The turbocharger, exhaust pipe, clamp, and a sample of the silver insulation blanket were sent to NTSB's metallurgical laboratory for analysis. According to the metallurgist's factual report, the metal splatter observed on the turbocharger, exhaust pipe, and clamp contained small embedded fibers. When spectrographically analyzed with an energy dispersive spectrometer (EDS) attached to a scanning electron microscope (SEM), its elements were found to be "mostly aluminum and silicon with a significant amount of oxygen," similar in composition to the aluminum foil faced fiberglass insulation blanket submitted for examination.

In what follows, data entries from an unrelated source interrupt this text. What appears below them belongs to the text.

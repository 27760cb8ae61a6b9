// SPDX-License-Identifier: BSD-3-Clause
// Copyright 2025. Triad National Security, LLC.

//! Local publish/subscribe daemon.
//!
//! Serves the `pubsub` bus interface: `publish` fans a message out to every
//! subscription whose MQTT-style topic filter matches, and `subscribe` opens
//! a stream of matching messages.

use std::path::Path;

use log::*;

use core_bus::server::{self, Conns, MethodDesc};
use core_bus::{Error, Handle, COREBUS_MAX_CLIENTS};
use gg_lib::{GgError, Map, Object, SchemaEntry, Tag};

/// Matches the AWS IoT topic length limit.
pub const PUBSUB_MAX_TOPIC_LEN: usize = 256;

/// Leaves at least one connection slot free for publishers, so
/// subscriptions cannot block publishes from being handled.
pub const PUBSUB_MAX_SUBSCRIPTIONS: usize = COREBUS_MAX_CLIENTS - 1;

/// The bus interface this daemon serves.
pub const PUBSUB_INTERFACE: &str = "pubsub";

#[derive(Default)]
struct PubSubState {
    subs: Vec<SubEntry>,
}

struct SubEntry {
    handle: Handle,
    filter: Vec<u8>,
}

const HANDLERS: &[MethodDesc<PubSubState>] = &[
    MethodDesc {
        name: "publish",
        is_subscription: false,
        handler: rpc_publish,
    },
    MethodDesc {
        name: "subscribe",
        is_subscription: true,
        handler: rpc_subscribe,
    },
];

/// Run the pubsub daemon. Only returns on a fatal server error.
pub fn run_ggpubsubd(socket_dir: &Path) -> Error {
    match server::listen(socket_dir, PUBSUB_INTERFACE, HANDLERS, PubSubState::default()) {
        Ok(never) => match never {},
        Err(e) => e,
    }
}

fn rpc_publish(state: &mut PubSubState, conns: &mut Conns<PubSubState>, params: Map<'_>, handle: Handle) {
    let validated = params.validate([
        SchemaEntry::required(b"topic", Tag::Buf),
        SchemaEntry::optional(b"payload", Tag::Buf),
    ]);
    let topic = match validated {
        Ok([Some(topic), _]) => topic.into_buf(),
        Ok(_) | Err(_) => {
            error!("publish params missing topic buffer");
            conns.return_err(handle, GgError::Invalid);
            return;
        }
    };

    if topic.len() > PUBSUB_MAX_TOPIC_LEN {
        error!("publish topic too large");
        conns.return_err(handle, GgError::Range);
        return;
    }

    for sub in &state.subs {
        if topic_filter_matches(&sub.filter, topic) {
            conns.respond(sub.handle, Object::Map(params));
        }
    }

    conns.respond(handle, Object::Null);
}

fn rpc_subscribe(
    state: &mut PubSubState,
    conns: &mut Conns<PubSubState>,
    params: Map<'_>,
    handle: Handle,
) {
    let validated = params.validate([SchemaEntry::required(b"topic_filter", Tag::Buf)]);
    let filter = match validated {
        Ok([Some(filter)]) => filter.into_buf(),
        Ok(_) | Err(_) => {
            error!("subscribe received invalid arguments");
            conns.return_err(handle, GgError::Invalid);
            return;
        }
    };

    if filter.is_empty() || filter.len() > PUBSUB_MAX_TOPIC_LEN {
        error!("subscribe topic filter length invalid");
        conns.return_err(handle, GgError::Range);
        return;
    }

    if !topic_filter_is_valid(filter) {
        error!(
            "subscribe topic filter {} malformed",
            String::from_utf8_lossy(filter)
        );
        conns.return_err(handle, GgError::Invalid);
        return;
    }

    if state.subs.len() >= PUBSUB_MAX_SUBSCRIPTIONS {
        error!("configured maximum subscriptions exceeded");
        conns.return_err(handle, GgError::Nomem);
        return;
    }

    conns.sub_accept(handle, Some(release_subscription));
    state.subs.push(SubEntry {
        handle,
        filter: filter.to_vec(),
    });
    debug!("registered subscription for {}", String::from_utf8_lossy(filter));
}

fn release_subscription(state: &mut PubSubState, handle: Handle) {
    state.subs.retain(|sub| sub.handle != handle);
}

/// Validate an MQTT-style topic filter: `+` and `#` must be whole levels,
/// and `#` only as the final level.
pub fn topic_filter_is_valid(filter: &[u8]) -> bool {
    if filter.is_empty() {
        return false;
    }

    let mut saw_hash = false;
    for level in filter.split(|b| *b == b'/') {
        if saw_hash {
            return false;
        }
        match level {
            b"#" => saw_hash = true,
            b"+" => {}
            _ => {
                if level.contains(&b'#') || level.contains(&b'+') {
                    return false;
                }
            }
        }
    }
    true
}

/// Match a topic against a filter, level by level. `+` matches exactly one
/// level; `#` matches the whole remainder.
pub fn topic_filter_matches(filter: &[u8], topic: &[u8]) -> bool {
    let mut filter_levels = filter.split(|b| *b == b'/');
    let mut topic_levels = topic.split(|b| *b == b'/');

    loop {
        match (filter_levels.next(), topic_levels.next()) {
            (Some(b"#"), _) => return true,
            (Some(f), Some(t)) => {
                if f != b"+" && f != t {
                    return false;
                }
            }
            (None, None) => return true,
            (Some(_), None) | (None, Some(_)) => return false,
        }
    }
}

There was a brittle transverse fracture of the circumferential tensioning band. The tensioning band holds together two semi-circular clamping segments to make up the band clamp. The fracture was near one of two resistance spot welds. There was little evidence of material yielding except at the extreme edges of the band. The fracture initiated in the vicinity of the spot weld and propagated to both edges of the band as demonstrated by chevron patterns. At the spot weld location, the fracture was "curved and followed the elliptical contour of the spot weld's fusion zone." There was a heat tinting pattern on the tensioning band surface, darkest at the spot weld and lighter toward the edges.
SEM examination of both halves of the fractured tensioning band disclosed "an area of oxidized ductile fracture" in the region corresponding to the fusion zone of the spot weld. The ductile area extended from the inner surface of the band outward through about half of the band's thickness. Immediately outside of the oxidized ductile, the fracture morphology became intergranular and showed no signs of ductility. It remained intergranular throughout the brittle region of the fracture. The ductile areas at each edge of the band had "ductile dimple topographies accompanied by significant amounts through the thickness yielding of the band material."
Tests at room temperature on notched areas of the band material produced ductile fractures in both bending and tension with large amounts of plastic deformation and yielding. The tests also revealed preexisting cracks at both of the tested welds. Oxidized ductile features in the preexisting cracks were similar to those seen in the original fracture that separated the tension band.
In addition to the Federal Aviation Administration, parties to the investigation were the Commander Aircraft Corporation and Textron Lycoming.
The wreckage, with the exception of the turbocharger and associated exhaust plumbing, was released to the insurance company representative on July 22, 1998. The remaining parts were released to him on March 16, 1999.